_REQUIRED ACTION_
Keyword search on "Duration": report each line of the records that contains it.

# # # #

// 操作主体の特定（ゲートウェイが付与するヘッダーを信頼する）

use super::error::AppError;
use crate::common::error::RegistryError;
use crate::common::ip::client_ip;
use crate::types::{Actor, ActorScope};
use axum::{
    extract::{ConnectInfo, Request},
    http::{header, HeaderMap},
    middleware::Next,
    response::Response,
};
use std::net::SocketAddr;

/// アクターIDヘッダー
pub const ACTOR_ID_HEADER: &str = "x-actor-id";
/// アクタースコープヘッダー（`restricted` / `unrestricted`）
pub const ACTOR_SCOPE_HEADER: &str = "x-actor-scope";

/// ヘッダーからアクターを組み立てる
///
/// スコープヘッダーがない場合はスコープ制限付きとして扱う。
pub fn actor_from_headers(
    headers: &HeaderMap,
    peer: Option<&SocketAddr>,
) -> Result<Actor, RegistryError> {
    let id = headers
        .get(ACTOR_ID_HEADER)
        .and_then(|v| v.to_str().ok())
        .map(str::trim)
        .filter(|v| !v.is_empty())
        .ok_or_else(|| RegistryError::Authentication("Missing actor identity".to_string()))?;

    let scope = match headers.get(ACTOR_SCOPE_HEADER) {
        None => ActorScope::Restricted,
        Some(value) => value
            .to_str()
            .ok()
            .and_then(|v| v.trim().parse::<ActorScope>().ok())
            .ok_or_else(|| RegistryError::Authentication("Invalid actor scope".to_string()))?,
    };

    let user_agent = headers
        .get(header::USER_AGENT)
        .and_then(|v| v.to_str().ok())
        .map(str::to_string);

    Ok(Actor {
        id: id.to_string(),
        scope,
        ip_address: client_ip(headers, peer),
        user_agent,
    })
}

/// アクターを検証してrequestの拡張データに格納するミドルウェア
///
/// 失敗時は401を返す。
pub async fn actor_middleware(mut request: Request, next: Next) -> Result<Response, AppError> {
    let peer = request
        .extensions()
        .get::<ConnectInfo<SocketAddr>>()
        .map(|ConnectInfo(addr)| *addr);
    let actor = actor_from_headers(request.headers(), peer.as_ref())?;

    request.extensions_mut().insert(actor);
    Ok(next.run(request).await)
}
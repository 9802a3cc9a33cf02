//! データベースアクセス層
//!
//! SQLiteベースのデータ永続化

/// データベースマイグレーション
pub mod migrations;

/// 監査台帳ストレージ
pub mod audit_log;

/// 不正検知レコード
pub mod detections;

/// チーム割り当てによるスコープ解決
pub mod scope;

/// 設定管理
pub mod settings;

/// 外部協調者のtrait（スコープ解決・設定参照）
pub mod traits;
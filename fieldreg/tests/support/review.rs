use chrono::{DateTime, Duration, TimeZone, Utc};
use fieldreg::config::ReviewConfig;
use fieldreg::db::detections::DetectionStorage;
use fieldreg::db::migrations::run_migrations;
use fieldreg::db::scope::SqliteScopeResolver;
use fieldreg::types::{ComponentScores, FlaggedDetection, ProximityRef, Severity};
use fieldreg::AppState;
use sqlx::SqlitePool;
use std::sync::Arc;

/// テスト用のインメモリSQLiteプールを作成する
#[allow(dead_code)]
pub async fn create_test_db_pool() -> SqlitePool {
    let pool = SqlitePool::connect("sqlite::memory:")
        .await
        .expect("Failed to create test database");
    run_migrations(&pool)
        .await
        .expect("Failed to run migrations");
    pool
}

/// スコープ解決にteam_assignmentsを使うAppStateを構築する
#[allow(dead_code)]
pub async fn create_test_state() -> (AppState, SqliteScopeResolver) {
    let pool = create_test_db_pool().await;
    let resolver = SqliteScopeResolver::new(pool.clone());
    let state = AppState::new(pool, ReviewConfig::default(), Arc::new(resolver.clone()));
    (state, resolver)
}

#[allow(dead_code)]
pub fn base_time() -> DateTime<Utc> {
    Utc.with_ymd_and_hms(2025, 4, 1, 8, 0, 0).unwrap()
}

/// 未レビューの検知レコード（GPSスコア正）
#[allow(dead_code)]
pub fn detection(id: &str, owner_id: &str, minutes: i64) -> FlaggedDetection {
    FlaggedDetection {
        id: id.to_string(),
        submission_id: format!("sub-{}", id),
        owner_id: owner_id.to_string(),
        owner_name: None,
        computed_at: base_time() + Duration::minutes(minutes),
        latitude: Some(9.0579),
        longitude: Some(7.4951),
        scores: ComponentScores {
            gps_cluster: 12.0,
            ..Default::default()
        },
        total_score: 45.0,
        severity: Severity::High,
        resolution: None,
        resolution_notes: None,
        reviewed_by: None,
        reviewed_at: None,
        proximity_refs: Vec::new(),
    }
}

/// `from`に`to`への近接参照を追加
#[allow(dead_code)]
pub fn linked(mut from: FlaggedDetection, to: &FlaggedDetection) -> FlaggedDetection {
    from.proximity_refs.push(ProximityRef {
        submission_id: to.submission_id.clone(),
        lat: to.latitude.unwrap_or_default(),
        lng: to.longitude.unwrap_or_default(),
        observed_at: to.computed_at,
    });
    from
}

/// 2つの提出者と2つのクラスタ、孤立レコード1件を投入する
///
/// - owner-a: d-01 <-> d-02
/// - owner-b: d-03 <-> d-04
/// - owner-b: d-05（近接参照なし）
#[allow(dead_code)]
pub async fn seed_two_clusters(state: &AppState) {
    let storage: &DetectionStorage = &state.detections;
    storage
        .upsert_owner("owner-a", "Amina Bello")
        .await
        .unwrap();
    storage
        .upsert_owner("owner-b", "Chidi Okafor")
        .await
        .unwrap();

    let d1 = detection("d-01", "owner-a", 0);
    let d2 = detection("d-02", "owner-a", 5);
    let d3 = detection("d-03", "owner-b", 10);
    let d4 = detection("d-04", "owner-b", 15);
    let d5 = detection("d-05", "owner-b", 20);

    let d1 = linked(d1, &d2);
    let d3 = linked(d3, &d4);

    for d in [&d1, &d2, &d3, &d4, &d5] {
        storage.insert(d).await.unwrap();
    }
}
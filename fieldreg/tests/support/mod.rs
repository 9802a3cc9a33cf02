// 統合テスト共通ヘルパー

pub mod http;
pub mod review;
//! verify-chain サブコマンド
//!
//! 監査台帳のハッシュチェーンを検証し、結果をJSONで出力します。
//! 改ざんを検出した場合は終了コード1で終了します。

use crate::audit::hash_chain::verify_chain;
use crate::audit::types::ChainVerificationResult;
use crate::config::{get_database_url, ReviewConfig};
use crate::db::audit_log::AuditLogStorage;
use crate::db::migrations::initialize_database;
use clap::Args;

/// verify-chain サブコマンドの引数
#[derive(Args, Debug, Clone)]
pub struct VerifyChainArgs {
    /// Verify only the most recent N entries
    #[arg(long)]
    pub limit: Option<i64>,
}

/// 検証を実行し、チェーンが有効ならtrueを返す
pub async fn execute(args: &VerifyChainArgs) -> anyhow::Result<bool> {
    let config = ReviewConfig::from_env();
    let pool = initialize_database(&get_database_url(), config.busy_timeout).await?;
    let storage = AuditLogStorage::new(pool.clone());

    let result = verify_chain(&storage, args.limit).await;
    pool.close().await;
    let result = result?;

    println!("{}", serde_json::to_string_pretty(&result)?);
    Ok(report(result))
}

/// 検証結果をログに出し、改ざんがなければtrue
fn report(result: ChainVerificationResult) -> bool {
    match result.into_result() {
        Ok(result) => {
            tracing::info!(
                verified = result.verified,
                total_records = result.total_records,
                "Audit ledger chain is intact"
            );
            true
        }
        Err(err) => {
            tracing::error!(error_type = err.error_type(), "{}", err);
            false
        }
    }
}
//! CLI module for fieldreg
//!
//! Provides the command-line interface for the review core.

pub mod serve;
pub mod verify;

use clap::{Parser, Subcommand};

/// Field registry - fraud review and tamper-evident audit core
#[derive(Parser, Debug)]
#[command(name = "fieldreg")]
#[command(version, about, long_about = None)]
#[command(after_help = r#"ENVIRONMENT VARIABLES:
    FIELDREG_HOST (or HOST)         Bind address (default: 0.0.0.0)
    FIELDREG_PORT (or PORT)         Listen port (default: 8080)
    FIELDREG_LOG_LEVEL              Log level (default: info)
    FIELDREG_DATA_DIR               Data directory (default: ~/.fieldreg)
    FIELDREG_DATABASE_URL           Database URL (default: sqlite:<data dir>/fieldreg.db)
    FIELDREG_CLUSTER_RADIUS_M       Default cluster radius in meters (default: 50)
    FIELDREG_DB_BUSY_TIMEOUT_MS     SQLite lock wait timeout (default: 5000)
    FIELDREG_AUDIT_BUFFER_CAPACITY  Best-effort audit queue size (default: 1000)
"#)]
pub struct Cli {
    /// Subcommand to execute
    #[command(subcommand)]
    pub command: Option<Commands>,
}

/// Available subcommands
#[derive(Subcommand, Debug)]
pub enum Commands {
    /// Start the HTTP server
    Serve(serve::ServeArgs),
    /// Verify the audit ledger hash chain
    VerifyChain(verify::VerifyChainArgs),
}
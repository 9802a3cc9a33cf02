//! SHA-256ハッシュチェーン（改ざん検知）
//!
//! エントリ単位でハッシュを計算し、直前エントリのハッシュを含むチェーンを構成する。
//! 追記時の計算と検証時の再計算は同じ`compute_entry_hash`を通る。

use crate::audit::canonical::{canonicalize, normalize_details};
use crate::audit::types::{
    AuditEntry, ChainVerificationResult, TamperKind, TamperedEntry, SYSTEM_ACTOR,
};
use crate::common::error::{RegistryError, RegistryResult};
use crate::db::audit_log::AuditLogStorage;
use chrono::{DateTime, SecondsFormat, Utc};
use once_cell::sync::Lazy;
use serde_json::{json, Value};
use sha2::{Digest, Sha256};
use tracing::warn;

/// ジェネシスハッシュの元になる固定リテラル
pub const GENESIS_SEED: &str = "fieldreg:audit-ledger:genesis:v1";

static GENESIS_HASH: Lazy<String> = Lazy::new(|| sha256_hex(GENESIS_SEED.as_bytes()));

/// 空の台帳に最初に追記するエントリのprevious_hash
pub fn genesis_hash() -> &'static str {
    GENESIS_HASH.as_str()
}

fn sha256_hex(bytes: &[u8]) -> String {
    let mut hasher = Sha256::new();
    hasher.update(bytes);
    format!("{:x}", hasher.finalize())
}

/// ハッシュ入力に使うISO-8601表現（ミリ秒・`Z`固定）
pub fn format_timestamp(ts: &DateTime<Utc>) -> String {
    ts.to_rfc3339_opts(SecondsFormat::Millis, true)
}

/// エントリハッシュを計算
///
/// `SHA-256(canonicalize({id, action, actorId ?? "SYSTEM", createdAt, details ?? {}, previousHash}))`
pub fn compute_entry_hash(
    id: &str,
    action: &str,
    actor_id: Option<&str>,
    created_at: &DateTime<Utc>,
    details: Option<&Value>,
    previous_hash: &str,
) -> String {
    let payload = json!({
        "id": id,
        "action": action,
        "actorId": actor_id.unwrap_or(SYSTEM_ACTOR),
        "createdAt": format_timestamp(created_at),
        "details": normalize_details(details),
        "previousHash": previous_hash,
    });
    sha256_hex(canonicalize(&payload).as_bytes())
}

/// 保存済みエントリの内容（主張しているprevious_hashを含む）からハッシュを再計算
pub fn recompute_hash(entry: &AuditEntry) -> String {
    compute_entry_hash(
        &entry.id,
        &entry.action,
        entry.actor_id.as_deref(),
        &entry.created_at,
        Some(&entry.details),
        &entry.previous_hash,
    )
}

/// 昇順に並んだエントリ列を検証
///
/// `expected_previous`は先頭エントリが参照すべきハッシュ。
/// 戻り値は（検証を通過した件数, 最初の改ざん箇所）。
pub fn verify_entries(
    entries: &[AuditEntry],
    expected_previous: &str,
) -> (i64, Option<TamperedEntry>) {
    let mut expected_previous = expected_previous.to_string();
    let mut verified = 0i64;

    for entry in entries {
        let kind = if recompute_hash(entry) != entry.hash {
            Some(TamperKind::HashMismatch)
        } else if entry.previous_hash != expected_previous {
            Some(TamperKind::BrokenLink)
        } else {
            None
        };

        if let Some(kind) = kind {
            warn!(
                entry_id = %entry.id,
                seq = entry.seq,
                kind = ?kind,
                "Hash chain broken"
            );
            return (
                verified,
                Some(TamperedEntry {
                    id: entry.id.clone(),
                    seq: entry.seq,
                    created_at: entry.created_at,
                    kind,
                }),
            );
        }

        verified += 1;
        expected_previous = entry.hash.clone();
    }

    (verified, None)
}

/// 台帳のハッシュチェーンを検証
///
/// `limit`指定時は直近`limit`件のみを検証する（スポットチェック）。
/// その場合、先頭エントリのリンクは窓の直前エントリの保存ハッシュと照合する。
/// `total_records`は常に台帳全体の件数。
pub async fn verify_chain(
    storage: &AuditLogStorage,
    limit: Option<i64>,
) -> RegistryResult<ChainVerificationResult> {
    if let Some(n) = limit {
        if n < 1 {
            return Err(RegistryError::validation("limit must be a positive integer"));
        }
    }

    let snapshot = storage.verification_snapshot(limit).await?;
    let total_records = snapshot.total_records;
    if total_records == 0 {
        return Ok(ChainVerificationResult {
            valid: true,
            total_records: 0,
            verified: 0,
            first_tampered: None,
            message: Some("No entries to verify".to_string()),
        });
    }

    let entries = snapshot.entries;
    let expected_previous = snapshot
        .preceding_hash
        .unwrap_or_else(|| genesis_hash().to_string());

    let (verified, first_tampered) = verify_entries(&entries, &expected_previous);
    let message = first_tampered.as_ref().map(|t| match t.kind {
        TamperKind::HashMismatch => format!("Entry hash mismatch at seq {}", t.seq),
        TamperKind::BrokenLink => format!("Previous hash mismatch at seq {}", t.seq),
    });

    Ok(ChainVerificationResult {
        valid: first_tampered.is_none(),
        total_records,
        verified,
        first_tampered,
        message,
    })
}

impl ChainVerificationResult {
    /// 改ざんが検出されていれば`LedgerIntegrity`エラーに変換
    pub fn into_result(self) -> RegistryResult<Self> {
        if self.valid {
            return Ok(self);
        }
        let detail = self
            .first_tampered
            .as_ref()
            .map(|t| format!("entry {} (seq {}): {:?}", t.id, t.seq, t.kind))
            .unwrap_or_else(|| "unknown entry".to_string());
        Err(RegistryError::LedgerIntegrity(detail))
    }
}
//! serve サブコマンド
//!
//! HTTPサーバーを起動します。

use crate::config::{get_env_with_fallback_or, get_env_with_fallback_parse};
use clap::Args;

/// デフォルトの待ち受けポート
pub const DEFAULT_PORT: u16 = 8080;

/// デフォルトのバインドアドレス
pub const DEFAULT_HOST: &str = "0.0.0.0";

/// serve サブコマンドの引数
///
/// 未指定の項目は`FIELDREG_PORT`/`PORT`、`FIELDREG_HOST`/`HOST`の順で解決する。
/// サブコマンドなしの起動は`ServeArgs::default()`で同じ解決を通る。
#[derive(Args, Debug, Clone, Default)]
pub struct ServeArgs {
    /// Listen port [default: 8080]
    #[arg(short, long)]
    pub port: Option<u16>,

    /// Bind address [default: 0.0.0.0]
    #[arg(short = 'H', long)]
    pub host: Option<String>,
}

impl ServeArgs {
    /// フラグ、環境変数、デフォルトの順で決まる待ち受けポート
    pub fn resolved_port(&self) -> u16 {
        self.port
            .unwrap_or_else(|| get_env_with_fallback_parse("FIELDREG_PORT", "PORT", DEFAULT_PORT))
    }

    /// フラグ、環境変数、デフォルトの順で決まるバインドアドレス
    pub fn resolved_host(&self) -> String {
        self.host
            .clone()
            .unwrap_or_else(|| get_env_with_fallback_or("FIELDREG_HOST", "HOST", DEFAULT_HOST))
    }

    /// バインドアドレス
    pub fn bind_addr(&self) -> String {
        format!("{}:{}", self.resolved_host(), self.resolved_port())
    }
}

# # # #

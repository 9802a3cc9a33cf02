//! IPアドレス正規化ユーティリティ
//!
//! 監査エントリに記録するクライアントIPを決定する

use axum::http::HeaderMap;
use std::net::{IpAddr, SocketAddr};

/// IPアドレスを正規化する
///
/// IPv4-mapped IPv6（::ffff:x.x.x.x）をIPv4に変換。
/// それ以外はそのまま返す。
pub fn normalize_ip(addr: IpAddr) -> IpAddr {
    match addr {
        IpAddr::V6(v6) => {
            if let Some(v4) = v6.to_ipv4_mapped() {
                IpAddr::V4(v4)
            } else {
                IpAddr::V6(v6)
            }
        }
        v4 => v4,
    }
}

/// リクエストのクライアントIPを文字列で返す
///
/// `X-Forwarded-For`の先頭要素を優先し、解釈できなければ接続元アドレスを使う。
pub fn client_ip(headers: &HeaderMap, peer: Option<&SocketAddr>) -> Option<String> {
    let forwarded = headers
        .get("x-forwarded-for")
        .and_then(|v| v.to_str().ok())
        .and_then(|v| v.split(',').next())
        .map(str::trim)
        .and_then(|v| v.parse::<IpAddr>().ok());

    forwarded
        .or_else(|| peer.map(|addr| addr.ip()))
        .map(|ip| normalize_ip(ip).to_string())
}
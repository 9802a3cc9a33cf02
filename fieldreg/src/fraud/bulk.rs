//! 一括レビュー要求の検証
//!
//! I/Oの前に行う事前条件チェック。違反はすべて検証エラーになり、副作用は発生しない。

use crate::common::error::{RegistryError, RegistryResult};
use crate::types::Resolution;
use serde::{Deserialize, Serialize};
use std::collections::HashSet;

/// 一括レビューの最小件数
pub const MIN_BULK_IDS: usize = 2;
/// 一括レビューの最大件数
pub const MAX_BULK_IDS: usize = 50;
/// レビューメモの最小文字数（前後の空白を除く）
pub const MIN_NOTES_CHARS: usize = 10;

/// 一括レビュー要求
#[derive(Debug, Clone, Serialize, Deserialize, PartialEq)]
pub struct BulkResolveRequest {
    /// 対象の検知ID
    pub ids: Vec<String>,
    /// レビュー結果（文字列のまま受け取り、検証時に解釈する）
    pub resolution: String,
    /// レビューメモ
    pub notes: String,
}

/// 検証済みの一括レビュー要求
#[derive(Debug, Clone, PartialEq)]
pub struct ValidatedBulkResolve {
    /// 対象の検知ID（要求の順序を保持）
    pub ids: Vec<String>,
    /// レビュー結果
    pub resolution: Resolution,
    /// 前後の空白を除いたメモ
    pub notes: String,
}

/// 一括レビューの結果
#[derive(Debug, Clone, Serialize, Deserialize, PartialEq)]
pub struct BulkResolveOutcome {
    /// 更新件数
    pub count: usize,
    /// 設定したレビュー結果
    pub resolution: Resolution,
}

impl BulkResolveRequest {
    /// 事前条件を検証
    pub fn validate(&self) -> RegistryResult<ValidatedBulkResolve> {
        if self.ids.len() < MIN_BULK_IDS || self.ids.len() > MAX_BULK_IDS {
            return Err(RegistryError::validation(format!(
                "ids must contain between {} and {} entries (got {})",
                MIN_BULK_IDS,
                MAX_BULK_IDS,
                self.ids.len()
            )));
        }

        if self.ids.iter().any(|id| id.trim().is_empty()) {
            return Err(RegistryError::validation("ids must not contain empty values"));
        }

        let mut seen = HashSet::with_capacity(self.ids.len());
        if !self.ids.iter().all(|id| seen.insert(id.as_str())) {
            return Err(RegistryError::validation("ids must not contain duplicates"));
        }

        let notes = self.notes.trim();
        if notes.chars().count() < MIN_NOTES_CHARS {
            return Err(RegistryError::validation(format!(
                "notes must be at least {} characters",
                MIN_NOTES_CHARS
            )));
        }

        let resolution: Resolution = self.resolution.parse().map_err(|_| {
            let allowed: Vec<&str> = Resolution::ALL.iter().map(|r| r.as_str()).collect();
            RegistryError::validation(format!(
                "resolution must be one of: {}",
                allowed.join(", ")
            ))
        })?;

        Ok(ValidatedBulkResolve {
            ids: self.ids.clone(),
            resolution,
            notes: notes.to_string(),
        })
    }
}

# # # #

_REPLY_
use chrono::{DateTime, Duration, TimeZone, Utc};
        computed_at: base_time() + Duration::minutes(minutes),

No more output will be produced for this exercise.